Once the groups are selected properly submit the parameter form, and then submit the job to the cluster on the next
page.
This step of the pipeline generally runs quickly, if the cluster has available nodes. The output from this module is the
final output from our differential expression pipeline. Cuffdiff generates a number of output tables, each containing
useful results.
A full explanation of the different output files is given in the cuffdiff manual online (http://cole-trapnell-
lab.github.io/cufflinks/cuffdiff/#cuffdiff-output-files). Generally the following outputs are most interesting in standard
differential expression experiments:
genes.fpkm_tracking / isoforms.fpkm_tracking: These files contain tables of quantitative FPKM information,
representing the relative abundance of each gene/transcript in each sample.
genes.count_tracking / isoforms.count_tracking: The same as the FPKM files above, but using fragment counts instead
of FPKM as the quantitative measure.
isoform_exp.diff / gene_exp.diff: Differential expression results – contain the results of tests for significant difference in
expression for each gene/transcript, between each of the defined groups.

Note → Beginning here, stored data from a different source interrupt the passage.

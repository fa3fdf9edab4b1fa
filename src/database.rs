use crate::models::{
    Author, AuthorExistsError, AuthorName, Book, CreateAuthorError, CreateAuthorRequest,
    DeleteAuthorError, DeleteAuthorRequest, FindAuthorByNameError, FindAuthorByNameRequest,
    FindAuthorError, FindAuthorRequest, ListAuthorsError, UpdateAuthorError, UpdateAuthorRequest,
};
use crate::repositories::AuthorRepository;
use anyhow::{Context, anyhow};
use async_trait::async_trait;
use sqlx::migrate::Migrator;
use sqlx::sqlite::{SqliteConnectOptions, SqliteJournalMode, SqlitePoolOptions, SqliteRow};
use sqlx::{FromRow, Row, SqlitePool};
use std::collections::HashMap;
use std::str::FromStr;

static MIGRATOR: Migrator = sqlx::migrate!();

#[derive(Debug, Clone)]
pub struct Sqlite {
    pool: SqlitePool,
}

impl Sqlite {
    pub async fn new(url: &str) -> anyhow::Result<Self> {
        let opts = SqliteConnectOptions::from_str(url)
            .with_context(|| format!("Invalid database url {url}"))?
            .create_if_missing(true)
            .foreign_keys(true)
            .journal_mode(SqliteJournalMode::Wal);
        let pool = SqlitePool::connect_with(opts)
            .await
            .with_context(|| format!("Failed to open database at {url}"))?;

        Self::migrate(pool).await
    }

    /// Opens a private in-memory database.
    ///
    /// The pool holds exactly one connection that is never recycled, since
    /// every new SQLite memory connection starts from an empty database.
    pub async fn in_memory() -> anyhow::Result<Self> {
        let opts = SqliteConnectOptions::from_str("sqlite::memory:")
            .context("Invalid in-memory database url")?
            .foreign_keys(true);
        let pool = SqlitePoolOptions::new()
            .max_connections(1)
            .min_connections(1)
            .idle_timeout(None)
            .max_lifetime(None)
            .connect_with(opts)
            .await
            .context("Failed to open in-memory database")?;

        Self::migrate(pool).await
    }

    async fn migrate(pool: SqlitePool) -> anyhow::Result<Self> {
        MIGRATOR
            .run(&pool)
            .await
            .context("Failed to run database migrations")?;

        Ok(Self { pool })
    }
}

impl<'r> FromRow<'r, SqliteRow> for Author {
    fn from_row(row: &'r SqliteRow) -> Result<Self, sqlx::Error> {
        let id = row.try_get("id")?;
        let name = row.try_get("name")?;

        let name = AuthorName::new_unchecked(name);
        Ok(Self::new(id, name))
    }
}

impl<'r> FromRow<'r, SqliteRow> for Book {
    fn from_row(row: &'r SqliteRow) -> Result<Self, sqlx::Error> {
        let id = row.try_get("id")?;
        let title = row.try_get("title")?;
        let author_id = row.try_get("author_id")?;

        Ok(Self::new(id, title, author_id))
    }
}

#[async_trait]
impl AuthorRepository for Sqlite {
    async fn list_authors(&self) -> Result<Vec<Author>, ListAuthorsError> {
        let authors = sqlx::query_as("SELECT id, name FROM author ORDER BY id")
            .fetch_all(&self.pool)
            .await
            .map_err(|err| {
                let err = anyhow!(err).context("Failed to retrieve all authors");
                ListAuthorsError(err)
            })?;

        Ok(authors)
    }

    async fn list_authors_with_books(&self) -> Result<Vec<Author>, ListAuthorsError> {
        // One read transaction so authors and books come from the same snapshot.
        let mut tx = self
            .pool
            .begin()
            .await
            .context("Failed to begin transaction for authors with books")?;

        let authors: Vec<Author> = sqlx::query_as("SELECT id, name FROM author ORDER BY id")
            .fetch_all(&mut *tx)
            .await
            .context("Failed to retrieve all authors")?;

        let books: Vec<Book> =
            sqlx::query_as("SELECT id, title, author_id FROM book ORDER BY id")
                .fetch_all(&mut *tx)
                .await
                .context("Failed to retrieve books of all authors")?;

        tx.commit()
            .await
            .context("Failed to commit transaction for authors with books")?;

        let mut books_by_author: HashMap<i32, Vec<Book>> = HashMap::new();
        for book in books {
            books_by_author.entry(book.author_id()).or_default().push(book);
        }

        let authors = authors
            .into_iter()
            .map(|author| {
                let books = books_by_author.remove(&author.id()).unwrap_or_default();
                author.with_books(books)
            })
            .collect();

        Ok(authors)
    }

    async fn find_author(&self, req: &FindAuthorRequest) -> Result<Author, FindAuthorError> {
        let author = sqlx::query_as("SELECT id, name FROM author WHERE id = ?")
            .bind(req.id())
            .fetch_one(&self.pool)
            .await
            .map_err(|err| {
                if matches!(err, sqlx::Error::RowNotFound) {
                    FindAuthorError::NotFound { id: req.id() }
                } else {
                    let err = anyhow!(err).context(format!(
                        r#"Failed to retrieve author with id "{}""#,
                        req.id()
                    ));
                    FindAuthorError::Other(err)
                }
            })?;

        Ok(author)
    }

    async fn find_author_by_name(
        &self,
        req: &FindAuthorByNameRequest,
    ) -> Result<Author, FindAuthorByNameError> {
        // instr() is a case-sensitive substring test with no wildcard escaping to worry about.
        let author = sqlx::query_as(
            "SELECT id, name FROM author WHERE instr(name, ?) > 0 ORDER BY id LIMIT 1",
        )
        .bind(req.fragment())
        .fetch_one(&self.pool)
        .await
        .map_err(|err| {
            if matches!(err, sqlx::Error::RowNotFound) {
                FindAuthorByNameError::NotFound {
                    fragment: req.fragment().to_string(),
                }
            } else {
                let err = anyhow!(err).context(format!(
                    r#"Failed to retrieve author with name containing "{}""#,
                    req.fragment()
                ));
                FindAuthorByNameError::Other(err)
            }
        })?;

        Ok(author)
    }

    async fn author_name_exists(&self, name: &AuthorName) -> Result<bool, AuthorExistsError> {
        let exists: bool = sqlx::query_scalar("SELECT EXISTS(SELECT 1 FROM author WHERE name = ?)")
            .bind(name.as_str())
            .fetch_one(&self.pool)
            .await
            .with_context(|| format!(r#"Failed to check for author with name "{name}""#))?;

        Ok(exists)
    }

    async fn author_exists(&self, id: i32) -> Result<bool, AuthorExistsError> {
        let exists: bool = sqlx::query_scalar("SELECT EXISTS(SELECT 1 FROM author WHERE id = ?)")
            .bind(id)
            .fetch_one(&self.pool)
            .await
            .with_context(|| format!(r#"Failed to check for author with id "{id}""#))?;

        Ok(exists)
    }

    async fn create_author(&self, req: &CreateAuthorRequest) -> Result<Author, CreateAuthorError> {
        let to_create_error = |err: sqlx::Error| {
            if is_unique_violation(&err) {
                CreateAuthorError::Duplicate {
                    name: req.name().to_string(),
                }
            } else {
                let err = anyhow!(err).context(format!(
                    r#"Failed to create author with name "{}""#,
                    req.name()
                ));
                CreateAuthorError::Other(err)
            }
        };

        let mut tx = self.pool.begin().await.map_err(to_create_error)?;

        let author: Author =
            sqlx::query_as("INSERT INTO author (name) VALUES (?) RETURNING id, name")
                .bind(req.name().as_str())
                .fetch_one(&mut *tx)
                .await
                .map_err(to_create_error)?;

        let mut books = Vec::with_capacity(req.books().len());
        for book in req.books() {
            let book: Book = sqlx::query_as(
                "INSERT INTO book (title, author_id) VALUES (?, ?) RETURNING id, title, author_id",
            )
            .bind(book.title())
            .bind(author.id())
            .fetch_one(&mut *tx)
            .await
            .map_err(to_create_error)?;
            books.push(book);
        }

        tx.commit().await.map_err(to_create_error)?;

        Ok(author.with_books(books))
    }

    async fn update_author(&self, req: &UpdateAuthorRequest) -> Result<(), UpdateAuthorError> {
        let result = sqlx::query("UPDATE author SET name = ? WHERE id = ?")
            .bind(req.name().as_str())
            .bind(req.id())
            .execute(&self.pool)
            .await
            .map_err(|err| {
                if is_unique_violation(&err) {
                    UpdateAuthorError::Duplicate {
                        name: req.name().to_string(),
                    }
                } else {
                    let err = anyhow!(err)
                        .context(format!(r#"Failed to update author with id "{}""#, req.id()));
                    UpdateAuthorError::Other(err)
                }
            })?;

        if result.rows_affected() == 0 {
            tracing::debug!(id = req.id(), "author vanished before update, nothing changed");
        }

        Ok(())
    }

    async fn delete_author(&self, req: &DeleteAuthorRequest) -> Result<(), DeleteAuthorError> {
        let result = sqlx::query("DELETE FROM author WHERE id = ?")
            .bind(req.id())
            .execute(&self.pool)
            .await
            .with_context(|| format!(r#"Failed to delete author with id "{}""#, req.id()))?;

        if result.rows_affected() == 0 {
            tracing::debug!(id = req.id(), "author vanished before delete, nothing changed");
        }

        Ok(())
    }
}

fn is_unique_violation(err: &sqlx::Error) -> bool {
    if let sqlx::Error::Database(db_err) = err {
        return db_err.is_unique_violation();
    }

    false
}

Download the gene_exp.diff file, and open it in Excel. When you double click the file you might need to specifically
choose Excel to open it – or you can drag it onto an Excel window.
Within Excel sort the table of values by the ‘q-value’ column, from smallest to largest. The q-value is computed from the
p-value to correct for multiple testing. A small q-value means that DE is more likely to be true for the relevant gene.

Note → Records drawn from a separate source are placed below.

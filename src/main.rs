use autores_api::config::Config;
use autores_api::database::Sqlite;
use autores_api::http::{AppState, HttpServer, HttpServerConfig};
use autores_api::telemetry;

#[tokio::main]
async fn main() -> anyhow::Result<()> {
    telemetry::init()?;
    let config = Config::from_env()?;

    let author_repo = Sqlite::new(config.database_url()).await?;
    let state = AppState::new(author_repo);
    let server_config = HttpServerConfig::new(config.server_port());
    let http_server = HttpServer::new(state, server_config).await?;
    http_server.run().await
}
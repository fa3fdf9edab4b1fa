use anyhow::Context;
use std::str::FromStr;

const DEFAULT_SERVER_PORT: u16 = 8080;

#[derive(Debug)]
pub struct Config {
    database_url: String,
    server_port: u16,
}

impl Config {
    /// Reads `DATABASE_URL` (required) and `SERVER_PORT` (defaults to 8080).
    pub fn from_env() -> anyhow::Result<Self> {
        Self::from_lookup(|key| std::env::var(key).ok())
    }

    pub fn from_lookup<F>(lookup: F) -> anyhow::Result<Self>
    where
        F: Fn(&str) -> Option<String>,
    {
        let database_url = load_var(&lookup, "DATABASE_URL")?
            .context("Missing environment variable DATABASE_URL")?;
        let server_port = load_var(&lookup, "SERVER_PORT")?.unwrap_or(DEFAULT_SERVER_PORT);
        Ok(Self {
            database_url,
            server_port,
        })
    }

    #[must_use]
    pub fn database_url(&self) -> &str {
        &self.database_url
    }

    #[must_use]
    pub const fn server_port(&self) -> u16 {
        self.server_port
    }
}

fn load_var<T, F>(lookup: &F, key: &str) -> anyhow::Result<Option<T>>
where
    T: FromStr,
    <T as FromStr>::Err: std::error::Error + Send + Sync + 'static,
    F: Fn(&str) -> Option<String>,
{
    lookup(key)
        .map(|val| {
            val.parse::<T>()
                .with_context(|| format!("Failed to parse environment variable {key}"))
        })
        .transpose()
}
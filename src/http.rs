use crate::repositories::AuthorRepository;
use anyhow::Context;
use axum::Router;
use axum::routing::get;
use std::sync::Arc;
use tokio::net::TcpListener;
use tower_http::trace::TraceLayer;

mod handler;

pub struct AppState<AR: AuthorRepository> {
    author_repo: Arc<AR>,
}

impl<AR: AuthorRepository> AppState<AR> {
    pub fn new(author_repo: AR) -> Self {
        Self {
            author_repo: Arc::new(author_repo),
        }
    }
}

impl<AR: AuthorRepository> Clone for AppState<AR> {
    fn clone(&self) -> Self {
        Self {
            author_repo: Arc::clone(&self.author_repo),
        }
    }
}

#[derive(Debug)]
pub struct HttpServerConfig {
    port: u16,
}

impl HttpServerConfig {
    pub const fn new(port: u16) -> Self {
        Self { port }
    }
}

pub struct HttpServer {
    router: Router,
    listener: TcpListener,
}

impl HttpServer {
    pub async fn new<AR: AuthorRepository>(
        state: AppState<AR>,
        config: HttpServerConfig,
    ) -> anyhow::Result<Self> {
        let router = build_router(state);

        let listener = TcpListener::bind(format!("0.0.0.0:{}", config.port))
            .await
            .with_context(|| format!("Failed to bind to port {}", config.port))?;

        Ok(Self { router, listener })
    }

    pub async fn run(self) -> anyhow::Result<()> {
        let addr = self
            .listener
            .local_addr()
            .context("Failed to read listener address")?;
        tracing::info!(%addr, "listening");

        axum::serve(self.listener, self.router)
            .with_graceful_shutdown(shutdown_signal())
            .await
            .context("Received error from running server")?;
        Ok(())
    }
}

/// Builds the full application router, ready to serve.
pub fn build_router<AR: AuthorRepository>(state: AppState<AR>) -> Router {
    Router::new()
        .route("/health", get(handler::health_check))
        .merge(author_routes())
        .layer(TraceLayer::new_for_http())
        .with_state(state)
}

// Static segments take priority over `{key}`, so `PrimerAutor` never reaches the lookup handler.
fn author_routes<AR: AuthorRepository>() -> Router<AppState<AR>> {
    Router::new()
        .route(
            "/autores",
            get(handler::list_authors::<AR>).post(handler::create_author::<AR>),
        )
        .route(
            "/autores/PrimerAutor",
            get(handler::list_authors_with_books::<AR>),
        )
        .route(
            "/autores/{key}",
            get(handler::find_author::<AR>)
                .put(handler::update_author::<AR>)
                .delete(handler::delete_author::<AR>),
        )
}

async fn shutdown_signal() {
    let ctrl_c = async {
        if let Err(err) = tokio::signal::ctrl_c().await {
            tracing::error!(error = %err, "failed to listen for ctrl-c");
            std::future::pending::<()>().await;
        }
    };

    #[cfg(unix)]
    let terminate = async {
        use tokio::signal::unix::{SignalKind, signal};

        match signal(SignalKind::terminate()) {
            Ok(mut sigterm) => {
                sigterm.recv().await;
            }
            Err(err) => {
                tracing::error!(error = %err, "failed to listen for SIGTERM");
                std::future::pending::<()>().await;
            }
        }
    };

    #[cfg(not(unix))]
    let terminate = std::future::pending::<()>();

    tokio::select! {
        () = ctrl_c => {},
        () = terminate => {},
    }

    tracing::info!("shutdown signal received, draining connections");
}
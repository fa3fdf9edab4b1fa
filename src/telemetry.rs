use anyhow::Context;
use tracing_subscriber::EnvFilter;

const DEFAULT_FILTER: &str = "info,tower_http=debug";

/// Installs the global subscriber, filtered by `RUST_LOG` when it is set.
pub fn init() -> anyhow::Result<()> {
    let filter =
        EnvFilter::try_from_default_env().unwrap_or_else(|_| EnvFilter::new(DEFAULT_FILTER));

    tracing_subscriber::fmt()
        .with_env_filter(filter)
        .with_writer(std::io::stderr)
        .try_init()
        .map_err(|err| anyhow::anyhow!(err))
        .context("Failed to install tracing subscriber")
}
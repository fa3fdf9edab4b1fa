pub mod config;
pub mod database;
pub mod http;
pub mod models;
pub mod repositories;
pub mod telemetry;
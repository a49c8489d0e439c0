//! Party identities, committees and resharing parameters
//!
//! A [`PartyId`] names one participant and carries its share index (the point
//! at which the party's share polynomial is evaluated). A [`PeerGroup`] is an
//! immutable committee sorted by index. [`ResharingParameters`] ties the old
//! committee (current secret holders) to the new one (future share holders).

use std::collections::HashSet;
use std::fmt;

use num_bigint::{BigInt, BigUint};

use crate::error::{ReshareError, Result};

/// Identity of a single protocol participant.
#[derive(Clone, Debug, PartialEq, Eq, Hash)]
pub struct PartyId {
    id: String,
    moniker: String,
    key: BigUint,
}

impl PartyId {
    /// Creates a party identity.
    ///
    /// # Errors
    /// Returns [`ReshareError::InvalidParty`] if the id is empty or the index
    /// is negative.
    pub fn new(
        id: impl Into<String>,
        moniker: impl Into<String>,
        index: impl Into<BigInt>,
    ) -> Result<Self> {
        let id = id.into();
        let moniker = moniker.into();
        let index = index.into();

        if id.is_empty() {
            return Err(ReshareError::InvalidParty(format!(
                "party '{}' has an empty id",
                moniker
            )));
        }
        let key = match index.to_biguint() {
            Some(key) => key,
            None => {
                return Err(ReshareError::InvalidParty(format!(
                    "{} has negative index {}",
                    moniker, index
                )))
            }
        };

        Ok(Self { id, moniker, key })
    }

    pub fn id(&self) -> &str {
        &self.id
    }

    pub fn moniker(&self) -> &str {
        &self.moniker
    }

    /// Share index of this party.
    pub fn key(&self) -> &BigUint {
        &self.key
    }
}

impl fmt::Display for PartyId {
    fn fmt(&self, f: &mut fmt::Formatter<'_>) -> fmt::Result {
        write!(f, "{{{},{}}}", self.id, self.moniker)
    }
}

/// Sorts party ids by ascending index, breaking ties on the id string.
pub fn sort_party_ids(mut parties: Vec<PartyId>) -> Vec<PartyId> {
    parties.sort_by(|a, b| a.key.cmp(&b.key).then_with(|| a.id.cmp(&b.id)));
    parties
}

/// An ordered, immutable committee.
#[derive(Clone, Debug, PartialEq, Eq)]
pub struct PeerGroup {
    parties: Vec<PartyId>,
}

impl PeerGroup {
    /// Builds a committee, sorting members by index.
    ///
    /// # Errors
    /// Fails when the committee is empty or when two members share an id or
    /// an index.
    pub fn new(parties: Vec<PartyId>) -> Result<Self> {
        if parties.is_empty() {
            return Err(ReshareError::Config(
                "a committee needs at least one member".to_string(),
            ));
        }

        let parties = sort_party_ids(parties);
        let mut ids = HashSet::with_capacity(parties.len());
        for (i, party) in parties.iter().enumerate() {
            if !ids.insert(party.id()) {
                return Err(ReshareError::InvalidParty(format!(
                    "duplicate party id '{}'",
                    party.id()
                )));
            }
            if i > 0 && parties[i - 1].key() == party.key() {
                return Err(ReshareError::InvalidParty(format!(
                    "{} and {} share index {}",
                    parties[i - 1],
                    party,
                    party.key()
                )));
            }
        }

        Ok(Self { parties })
    }

    pub fn len(&self) -> usize {
        self.parties.len()
    }

    pub fn is_empty(&self) -> bool {
        self.parties.is_empty()
    }

    pub fn parties(&self) -> &[PartyId] {
        &self.parties
    }

    pub fn iter(&self) -> std::slice::Iter<'_, PartyId> {
        self.parties.iter()
    }

    /// Looks a member up by id.
    pub fn get(&self, id: &str) -> Option<&PartyId> {
        self.parties.iter().find(|p| p.id() == id)
    }

    pub fn contains(&self, id: &str) -> bool {
        self.get(id).is_some()
    }

    /// Position of a member in index order.
    pub fn position(&self, id: &str) -> Option<usize> {
        self.parties.iter().position(|p| p.id() == id)
    }
}

impl<'a> IntoIterator for &'a PeerGroup {
    type Item = &'a PartyId;
    type IntoIter = std::slice::Iter<'a, PartyId>;

    fn into_iter(self) -> Self::IntoIter {
        self.parties.iter()
    }
}

/// Committee sizes and thresholds for one resharing run.
///
/// A threshold `t` means `t + 1` shares are needed to reconstruct.
#[derive(Clone, Debug)]
pub struct ResharingParameters {
    old: PeerGroup,
    new: PeerGroup,
    old_threshold: usize,
    new_threshold: usize,
}

impl ResharingParameters {
    pub fn new(
        old: PeerGroup,
        new: PeerGroup,
        old_threshold: usize,
        new_threshold: usize,
    ) -> Result<Self> {
        if old_threshold >= old.len() {
            return Err(ReshareError::Config(format!(
                "old threshold {} must be below old committee size {}",
                old_threshold,
                old.len()
            )));
        }
        if new_threshold >= new.len() {
            return Err(ReshareError::Config(format!(
                "new threshold {} must be below new committee size {}",
                new_threshold,
                new.len()
            )));
        }
        if let Some(shared) = old.iter().find(|p| new.contains(p.id())) {
            return Err(ReshareError::Config(format!(
                "{} appears in both committees",
                shared
            )));
        }

        Ok(Self {
            old,
            new,
            old_threshold,
            new_threshold,
        })
    }

    pub fn old_committee(&self) -> &PeerGroup {
        &self.old
    }

    pub fn new_committee(&self) -> &PeerGroup {
        &self.new
    }

    pub fn old_threshold(&self) -> usize {
        self.old_threshold
    }

    pub fn new_threshold(&self) -> usize {
        self.new_threshold
    }

    pub fn old_party_count(&self) -> usize {
        self.old.len()
    }

    pub fn new_party_count(&self) -> usize {
        self.new.len()
    }

    /// Every party of the run, old committee first.
    pub fn all_parties(&self) -> impl Iterator<Item = &PartyId> {
        self.old.iter().chain(self.new.iter())
    }
}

In our output, there are 3 genes with significant DE between adrenal and brain samples, according to the cufflinks
analysis. Remember that this data is a small extract – so not many genes were seen total.
CELF5 shows significant DE. The quantitative FPKM value is high for brain, and 0 in adrenal tissue. This is an expected
finding – CELF5 is selectively expressed in the cerebral cortex.
Create Customized Data
Check the two datasets belong to Analysis_Brooks : Data_untreat and Data_treat. They are part of the RNA-Seq data
from the study by Brooks et al. 2011. , in which the pasilla gene in Drosophila melanogaster was depleted by RNAi and
the effects on splicing events were analysed by RNA-seq. We’ve already trimmed low quality base and aligned reads to
the Drosophila melanogaster genome reference. Let’s continue with these two sets of mapped reads (bam files) to
analysis the differential expression with DESeq2 branch.
In order to merge two datasets, click Create Customized Data button and fill in the form, Choose
Quantify_Mapped_Reads_htseqCount as your Starting Module:
Once submit the form, you will have the opportunity to create a sample list from completed modules:
Click on Select Sample From Completed Modules to retrieve a total list of available samples that can be used as input
data for htseqCount module, sort the list by Reference Version as HTSeq-Count module requires a unique reference
version type for all input datasets.
Check two datasets Sample_GSM461177_ Drosophila_1 and Sample_GSM1180_ Drosophila_2 and submit. Similar as
create a new data, you have to click the Link button to add selected samples into your customized data folder.
Now from the Next tab you only have one option – Quantify_Mapped_Reads_htseqCount, click it and fill in the
configuration form to start running HTSeq-Count:
HTSeq-Count
The tool HTSeq-Count is used to count number of reads per annotated gene in different samples. It outputs a table
(gene_read_counts.txt) with counts for each feature.
Now you are back to the normal RNASeq workflow tree with merged datasets, move forward with normalization and
differential expression with DESeq2 on you own.